Jakarta, FORTUNE - PT DCI Indonesia Tbk (DCII) menutup akhir 2025 dengan membukukan laba bersih senilai Rp1,0 triliun. Angka ini meningkat 25,7 persen secara tahunan.
Capaian laba bersih tersebut ditopang oleh pendapatan bersih perseroan senilai Rp2,54 triliun atau tumbuh 40,1 persen. EBITDA tercatat Rp1,55 triliun dengan margin 61 persen. Adapun, total aset perusahaan naik menjadi Rp6,65 triliun, dengan ekuitas mencapai Rp4,00 triliun.
Indri Koesindrijastoeti, Direktur Corporate Affairs merangkap Sekretaris Perusahaan DCII mengatakan, capaian kinerja keuangan tersebut sejalan dengan pengembangan portfolio yang direalisasikan perusahaan.
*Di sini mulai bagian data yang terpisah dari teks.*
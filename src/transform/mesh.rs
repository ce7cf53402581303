use crate::foundation::core::{Affine, Point, Rect};
use crate::foundation::error::{WarpError, WarpResult};
use crate::transform::coordinate::CoordinateTransform;
use crate::transform::model::triangle_affine;

/// Barycentric tolerance for point-in-triangle tests on shared edges.
const EDGE_EPS: f64 = 1e-9;

#[derive(Clone, Debug)]
struct Triangle {
    src: [Point; 3],
    dst: [Point; 3],
    forward: Affine,
    inverse: Affine,
}

fn contains(tri: &[Point; 3], p: Point) -> bool {
    let cross = |a: Point, b: Point| (b.x - a.x) * (p.y - a.y) - (b.y - a.y) * (p.x - a.x);
    let d0 = cross(tri[0], tri[1]);
    let d1 = cross(tri[1], tri[2]);
    let d2 = cross(tri[2], tri[0]);
    let has_neg = d0 < -EDGE_EPS || d1 < -EDGE_EPS || d2 < -EDGE_EPS;
    let has_pos = d0 > EDGE_EPS || d1 > EDGE_EPS || d2 > EDGE_EPS;
    !(has_neg && has_pos)
}

fn tri_bounds(tri: &[Point; 3]) -> Rect {
    Rect::from_points(tri[0], tri[1]).union_pt(tri[2])
}

/// A transform discretized over a regular triangulated grid.
///
/// The grid covers `[0, width] × [0, height]` with `subdivisions` cells along the shorter side and
/// square-ish cells along the longer one; each cell is split into two triangles that map linearly.
/// Triangles that collapse under the transform are dropped.
#[derive(Clone, Debug)]
pub struct WarpMesh {
    width: f64,
    height: f64,
    triangles: Vec<Triangle>,
}

impl WarpMesh {
    pub fn build<T: CoordinateTransform + ?Sized>(
        t: &T,
        width: f64,
        height: f64,
        subdivisions: u32,
    ) -> Self {
        let n = f64::from(subdivisions.max(1));
        let cell = (width.min(height) / n).max(f64::MIN_POSITIVE);
        let nx = ((width / cell).round() as usize).max(1);
        let ny = ((height / cell).round() as usize).max(1);
        let dx = width / nx as f64;
        let dy = height / ny as f64;

        let stride = nx + 1;
        let mut src = Vec::with_capacity(stride * (ny + 1));
        let mut dst = Vec::with_capacity(stride * (ny + 1));
        for j in 0..=ny {
            for i in 0..=nx {
                let p = Point::new(i as f64 * dx, j as f64 * dy);
                src.push(p);
                dst.push(t.apply(p));
            }
        }

        let mut triangles = Vec::with_capacity(nx * ny * 2);
        for j in 0..ny {
            for i in 0..nx {
                let a = j * stride + i;
                let b = a + 1;
                let c = a + stride;
                let d = c + 1;
                for [i0, i1, i2] in [[a, b, c], [b, d, c]] {
                    let s = [src[i0], src[i1], src[i2]];
                    let q = [dst[i0], dst[i1], dst[i2]];
                    let (Some(forward), Some(inverse)) = (triangle_affine(s, q), triangle_affine(q, s))
                    else {
                        continue;
                    };
                    triangles.push(Triangle {
                        src: s,
                        dst: q,
                        forward,
                        inverse,
                    });
                }
            }
        }

        Self {
            width,
            height,
            triangles,
        }
    }

    pub fn size(&self) -> (f64, f64) {
        (self.width, self.height)
    }

    pub fn triangle_count(&self) -> usize {
        self.triangles.len()
    }

    /// Append `post` to every triangle's target side.
    pub fn then(&self, post: Affine) -> Self {
        let triangles = self
            .triangles
            .iter()
            .filter_map(|t| {
                let dst = t.dst.map(|p| post * p);
                let forward = triangle_affine(t.src, dst)?;
                let inverse = triangle_affine(dst, t.src)?;
                Some(Triangle {
                    src: t.src,
                    dst,
                    forward,
                    inverse,
                })
            })
            .collect();
        Self {
            width: self.width,
            height: self.height,
            triangles,
        }
    }

    /// Bounding box of the mesh in target space.
    pub fn target_bounds(&self) -> Option<Rect> {
        self.triangles
            .iter()
            .map(|t| tri_bounds(&t.dst))
            .reduce(|a, b| a.union(b))
    }

    pub fn apply(&self, p: Point) -> WarpResult<Point> {
        self.triangles
            .iter()
            .find(|t| contains(&t.src, p))
            .map(|t| t.forward * p)
            .ok_or(WarpError::NonInvertible { x: p.x, y: p.y })
    }

    pub fn apply_inverse(&self, p: Point) -> WarpResult<Point> {
        self.triangles
            .iter()
            .find(|t| contains(&t.dst, p))
            .map(|t| t.inverse * p)
            .ok_or(WarpError::NonInvertible { x: p.x, y: p.y })
    }

    /// Visit every target pixel of a `width × height` grid whose center is covered by the mesh,
    /// exactly once, with the source location its center maps back to.
    pub fn for_each_target_pixel(&self, width: u32, height: u32, mut f: impl FnMut(u32, u32, Point)) {
        if width == 0 || height == 0 {
            return;
        }
        let mut visited = vec![false; (width as usize) * (height as usize)];
        for t in &self.triangles {
            let b = tri_bounds(&t.dst);
            let x0 = (b.x0 - 0.5).ceil().max(0.0) as u32;
            let y0 = (b.y0 - 0.5).ceil().max(0.0) as u32;
            let x1 = (b.x1 - 0.5).floor().min(f64::from(width) - 1.0);
            let y1 = (b.y1 - 0.5).floor().min(f64::from(height) - 1.0);
            if x1 < 0.0 || y1 < 0.0 {
                continue;
            }
            let (x1, y1) = (x1 as u32, y1 as u32);
            for y in y0..=y1 {
                for x in x0..=x1 {
                    let idx = (y as usize) * (width as usize) + (x as usize);
                    if visited[idx] {
                        continue;
                    }
                    let c = Point::new(f64::from(x) + 0.5, f64::from(y) + 0.5);
                    if contains(&t.dst, c) {
                        visited[idx] = true;
                        f(x, y, t.inverse * c);
                    }
                }
            }
        }
    }
}

#[cfg(test)]
#[path = "../../tests/unit/transform/mesh.rs"]
mod tests;
use super::*;
use crate::foundation::core::{Affine, LayerId, Rect, TileId};
use crate::grouping::range::build_ranges;
use crate::raster::buffer::PixelFormat;
use crate::raster::pool::{RasterPool, RasterPoolOpts};
use crate::tile::ImageTile;

fn tile(id: u64, x: f64, color: [u8; 4]) -> Arc<dyn Tile> {
    let mut px = RasterBuffer::new(3, 3, PixelFormat::Rgba8Premul);
    for y in 0..3 {
        for xx in 0..3 {
            px.set_pixel(xx, y, color);
        }
    }
    Arc::new(ImageTile::new(TileId(id), LayerId(0), px, Affine::translate((x, 1.0))).unwrap())
}

fn viewport() -> Viewport {
    Viewport::new(Rect::new(0.0, 0.0, 12.0, 6.0), 1.0).unwrap()
}

fn cache_for(selection: &[Arc<dyn Tile>], visible: &[Arc<dyn Tile>]) -> RangeCache {
    let mut pool = RasterPool::new(RasterPoolOpts::default());
    RangeCache::build(1, viewport(), 4, build_ranges(selection, visible), &mut pool).unwrap()
}

#[test]
fn substitution_dedups_ranges_and_keeps_uncovered_tiles() {
    let a = tile(0, 0.0, [255, 0, 0, 255]);
    let b = tile(1, 2.0, [0, 255, 0, 255]);
    let c = tile(2, 4.0, [0, 0, 255, 255]);
    let d = tile(3, 6.0, [9, 9, 9, 255]);
    let all = vec![a.clone(), b.clone(), c.clone(), d.clone()];
    // c is not selected: a+b and d form separate ranges.
    let cache = cache_for(&[a, b, d], &all);
    assert_eq!(cache.ranges.len(), 2);

    let items = substitute(&cache, &all);
    let kinds: Vec<&str> = items
        .iter()
        .map(|i| match i {
            PaintItem::Tile(_) => "tile",
            PaintItem::Range(_) => "range",
        })
        .collect();
    assert_eq!(kinds, vec!["range", "tile", "range"]);
    match &items[1] {
        PaintItem::Tile(t) => assert_eq!(t.tile().id(), TileId(2)),
        PaintItem::Range(_) => unreachable!(),
    }
}

#[test]
fn flushed_ranges_fall_back_to_tiles() {
    let a = tile(0, 0.0, [255, 0, 0, 255]);
    let cache = cache_for(&[a.clone()], &[a.clone()]);
    cache.flush();
    let items = substitute(&cache, &[a]);
    assert!(matches!(items[0], PaintItem::Tile(_)));
}

#[test]
fn unwarped_ranges_paint_like_their_tiles() {
    let a = tile(0, 1.0, [255, 0, 0, 255]);
    let b = tile(1, 2.0, [0, 128, 0, 128]);
    let c = tile(2, 7.0, [10, 20, 30, 255]);
    let all = vec![a.clone(), b.clone(), c.clone()];
    let cache = cache_for(&[a.clone(), b.clone()], &all);
    let vp = viewport();
    let (w, h) = vp.screen_size();

    let mut via_ranges = RasterBuffer::new(w, h, PixelFormat::Rgba8Premul);
    paint_all(&substitute(&cache, &all), &mut via_ranges, &vp).unwrap();

    // The bottom range is opaque, so compare against tiles over opaque black.
    let mut direct = RasterBuffer::new(w, h, PixelFormat::Rgba8Premul);
    for y in 0..h {
        for x in 0..w {
            direct.set_pixel(x, y, [0, 0, 0, 255]);
        }
    }
    let plain: Vec<PaintItem> = all
        .iter()
        .map(|t| PaintItem::Tile(TilePaintable::new(t.clone())))
        .collect();
    paint_all(&plain, &mut direct, &vp).unwrap();

    assert_eq!(via_ranges, direct);
}

#[test]
fn masked_range_paints_with_coverage() {
    let a = tile(0, 0.0, [255, 0, 0, 255]);
    let b = tile(1, 5.0, [0, 0, 200, 200]);
    let all = vec![a.clone(), b.clone()];
    // Only b is selected; it sits above a and keeps an alpha mask.
    let cache = cache_for(&[b.clone()], &all);
    assert!(cache.ranges[0].source_mask().is_some());

    let vp = viewport();
    let (w, h) = vp.screen_size();
    let mut target = RasterBuffer::new(w, h, PixelFormat::Rgba8Premul);
    paint_all(&substitute(&cache, &all), &mut target, &vp).unwrap();
    assert_eq!(target.pixel(6, 2), [0, 0, 200, 200]);
    assert_eq!(target.pixel(1, 2), [255, 0, 0, 255]);
    assert_eq!(target.pixel(10, 2), [0, 0, 0, 0]);
}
Pada tahun lalu, pusat data JK6 yang berlokasi di Kampus H1 Cibitung dengan kapasitas 36 MW resmi beroperasi penuh.
DCII juga merampungkan pembangunan E2 Data Center di Surabaya dengan kapasitas IT sebesar 9 MW, yang mulai beroperasi secara komersial pada kuartal I 2026. Kehadiran fasilitas ini memperluas jangkauan geografis platform pusat data DCII, yang kini tersebar di empat lokasi utama: Cibitung (H1), Karawang (H2), Jakarta (E1), dan Surabaya (E2). Ekspansi tersebut sekaligus memperkuat jaringan konektivitas digital nasional, khususnya untuk kawasan Indonesia timur.
"Penambahan kapasitas di Surabaya ini merupakan langkah awal ekspansi perseroan untuk terus memperluas platform pusat data di Indonesia kedepannya," ujarnya dalam siaran pers, Selasa (31/3).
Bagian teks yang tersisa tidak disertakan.